To: The United States House of Representatives

A Petition to Discourage Class Warfare in America

Petition Congress to impose, on every corporation, its subsidiaries, branches, and related companies, or other business organisations with limited responsibility, registered or doing business in the District of Columbia, any of the States of the United States of America, its territories, protectorates and dependencies, which have been, retroactively to fiscal year 2002, bailed out or will in the future be the direct beneficiary of a bail-out (as hereinafter defined) by Congress, an excess profits tax, starting with the corporation's next US fiscal year, equal to 100% of the value of the excess of total annualised remuneration, in the form of salaries, commissions, annuities, perquisites or any other benefit (hereinafter "remuneration"), over $250,000 a year paid or credited to any corporate employee and on his behalf. Exempt from such tax are all domestic corporations where, in any corporate fiscal year, the excess over $250,000 of the annualized remuneration paid or credited by any of such corporations to any of their employees does not exceed 100 times the annualized remuneration, in any such form, paid to the least paid corporation employee during the same fiscal year.

Why is this important?

To help reduce the income gap between the richest and the poorest Americans, impose an excess profits tax to induce corporations (and related subsidiaries, branches, sister companies) and similar organisations, to reduce the gap in the incomes of their own employees through a special 100% corporate tax upon the portion of income over $250,000 received from corporations etc by any one of their employees, when such portion exceeds 100 times the income received from such corporations by their lowest paid employee."

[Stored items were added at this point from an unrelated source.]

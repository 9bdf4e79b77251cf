//! The board: the routing state machine over side and mode.
//!
//! The board owns the drawing surface, both strategy pieces, and the
//! per-side marker counts. It stores only the derived [`Bindings`]; the
//! side/mode flags themselves arrive as an immutable snapshot with every
//! event, so a routing decision and the flags it read can never be torn by
//! a flag change happening between delivery and handling. Every handled
//! event reports a [`BoardAction`] for the session layer to surface.

#[cfg(test)]
#[path = "board_test.rs"]
mod board_test;

use crate::consts::MAX_MARKERS_PER_SIDE;
use crate::geom::{Bounds, Point};
use crate::input::{Bindings, BoardFlags, InputEvent, Side};
use crate::piece::StrategyPiece;
use crate::surface::{GlyphId, Surface};

/// What a routed event did, for the host to surface.
#[derive(Debug, Clone, Copy, PartialEq)]
pub enum BoardAction {
    /// The event was ignored or had nothing to do.
    None,
    /// A marker was placed for `side`.
    MarkerPlaced { side: Side, id: GlyphId },
    /// `side` already has the full count of markers; nothing was drawn.
    LimitReached { side: Side },
    /// A line segment was drawn for `side`.
    SegmentDrawn { side: Side, id: GlyphId },
    /// The active side's most recent segment was overdrawn at `bounds`.
    Erased { side: Side, bounds: Bounds },
    /// The newest marker for `side` was removed by undo.
    MarkerRemoved { side: Side, id: GlyphId },
}

/// The diagramming board: surface, pieces, counts, and event routing.
pub struct Board {
    surface: Surface,
    offense: StrategyPiece,
    defense: StrategyPiece,
    offense_count: usize,
    defense_count: usize,
    bindings: Bindings,
}

impl Board {
    /// Create a fresh board: the court built for the given size, new pieces,
    /// zero counts, and inert routing until the controller re-binds.
    #[must_use]
    pub fn new(width: f64, height: f64) -> Self {
        Self {
            surface: Surface::new(width, height),
            offense: StrategyPiece::new(Side::Offense.color()),
            defense: StrategyPiece::new(Side::Defense.color()),
            offense_count: 0,
            defense_count: 0,
            bindings: Bindings::Inert,
        }
    }

    /// Swap the active routing to match the flags. Called by the controller
    /// after every side/mode change; stale routing never survives it.
    pub fn rebind(&mut self, flags: BoardFlags) {
        self.bindings = Bindings::from_flags(flags);
    }

    /// Route one raw event under the given flags snapshot.
    pub fn handle(&mut self, event: InputEvent, flags: BoardFlags) -> BoardAction {
        match (self.bindings, event) {
            (Bindings::Inert, _) | (Bindings::Markers, InputEvent::PrimaryDrag(_)) => {
                BoardAction::None
            }
            (Bindings::Markers, InputEvent::PrimaryPress(at)) => self.place_marker(at, flags),
            (Bindings::Lines, InputEvent::PrimaryPress(at) | InputEvent::PrimaryDrag(at)) => {
                self.draw_segment(at, flags)
            }
            (_, InputEvent::SecondaryDrag(at)) => self.erase_segment(at, flags),
            (_, InputEvent::Undo) => self.undo_marker(flags),
        }
    }

    /// Marker placement from a primary press: cap-checked per side. The
    /// court is reasserted in every branch, as the original redrew it
    /// unconditionally.
    fn place_marker(&mut self, at: Point, flags: BoardFlags) -> BoardAction {
        let action = match flags.side {
            Some(side) if self.marker_count(side) < MAX_MARKERS_PER_SIDE => {
                let (piece, surface) = self.side_piece(side);
                piece.update_position(at);
                let id = piece.create_marker(surface);
                match side {
                    Side::Offense => self.offense_count += 1,
                    Side::Defense => self.defense_count += 1,
                }
                BoardAction::MarkerPlaced { side, id }
            }
            Some(side) => BoardAction::LimitReached { side },
            None => BoardAction::None,
        };
        self.surface.reassert_background();
        action
    }

    /// Segment drawing from a primary press or drag: requires a chosen side;
    /// each sample yields one square.
    fn draw_segment(&mut self, at: Point, flags: BoardFlags) -> BoardAction {
        let Some(side) = flags.side else {
            return BoardAction::None;
        };
        let (piece, surface) = self.side_piece(side);
        piece.update_position(at);
        let id = piece.create_segment(surface);
        BoardAction::SegmentDrawn { side, id }
    }

    /// Erase on the active piece: the flags decide the target, never the
    /// glyph under the pointer. An unset side falls through to offense.
    fn erase_segment(&mut self, at: Point, flags: BoardFlags) -> BoardAction {
        let side = flags.side.unwrap_or(Side::Offense);
        let (piece, surface) = self.side_piece(side);
        piece.update_position(at);
        let erased = piece.erase(surface);
        self.surface.reassert_background();
        match erased {
            Some(bounds) => BoardAction::Erased { side, bounds },
            None => BoardAction::None,
        }
    }

    /// Undo the newest marker. The offense chain fires only when offense is
    /// the active side; otherwise the defense chain is consulted, including
    /// when no side is chosen. One side per request.
    fn undo_marker(&mut self, flags: BoardFlags) -> BoardAction {
        let side = match flags.side {
            Some(Side::Offense) => Side::Offense,
            _ => Side::Defense,
        };
        if self.marker_count(side) == 0 {
            return BoardAction::None;
        }
        let (piece, surface) = self.side_piece(side);
        let Some(id) = piece.undo_marker(surface) else {
            return BoardAction::None;
        };
        match side {
            Side::Offense => self.offense_count -= 1,
            Side::Defense => self.defense_count -= 1,
        }
        BoardAction::MarkerRemoved { side, id }
    }

    /// Split borrow: the piece drawing for `side` plus the shared surface.
    fn side_piece(&mut self, side: Side) -> (&mut StrategyPiece, &mut Surface) {
        match side {
            Side::Offense => (&mut self.offense, &mut self.surface),
            Side::Defense => (&mut self.defense, &mut self.surface),
        }
    }

    // --- Queries ---

    /// Number of markers placed for `side`.
    #[must_use]
    pub fn marker_count(&self, side: Side) -> usize {
        match side {
            Side::Offense => self.offense_count,
            Side::Defense => self.defense_count,
        }
    }

    /// Read-only view of the piece drawing for `side`.
    #[must_use]
    pub fn piece(&self, side: Side) -> &StrategyPiece {
        match side {
            Side::Offense => &self.offense,
            Side::Defense => &self.defense,
        }
    }

    /// The drawing surface.
    #[must_use]
    pub fn surface(&self) -> &Surface {
        &self.surface
    }

    /// The routing currently in force.
    #[must_use]
    pub fn bindings(&self) -> Bindings {
        self.bindings
    }

    /// Board width in pixels.
    #[must_use]
    pub fn width(&self) -> f64 {
        self.surface.width()
    }

    /// Board height in pixels.
    #[must_use]
    pub fn height(&self) -> f64 {
        self.surface.height()
    }
}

Example: if a full- or part time employee, say, an executive, receives income from his/her corporate employer of more than $250'000 per year and the amount over $250,000, annualised, does not exceed 100 times the income, annualised, received by the corporation's lowest paid employee, the tax does not apply. If the amount exceeds 100 times the income received by the lowest paid employee for the same fiscal year, then an "excess-profits" tax is levied on any corporation which has received a US bailout since 2002, equal to 100% of the excess over $250,000 received by the executive.
Thus, if an executive receives as compensation, say, $1,000,000 annualised (i.e. for part time or full time work) and the lowest paid employee receives, say, $6,000 annualised (full or part time), then the tax on the corporation will be $750.000. If the low paid employee receives $8,000 annualised, there is no tax.
In a company where the gap between richest and poorest paid is very large, say the executive is paid $15 million and the lowest paid employee is paid $120,000, the tax would be $13,750,000.
I have not tested the formula for any but the examples shown. I would not be personally affected by such a law. Those primarily affected would be multimillionnaires earning a very large multiple of what their employees are paid.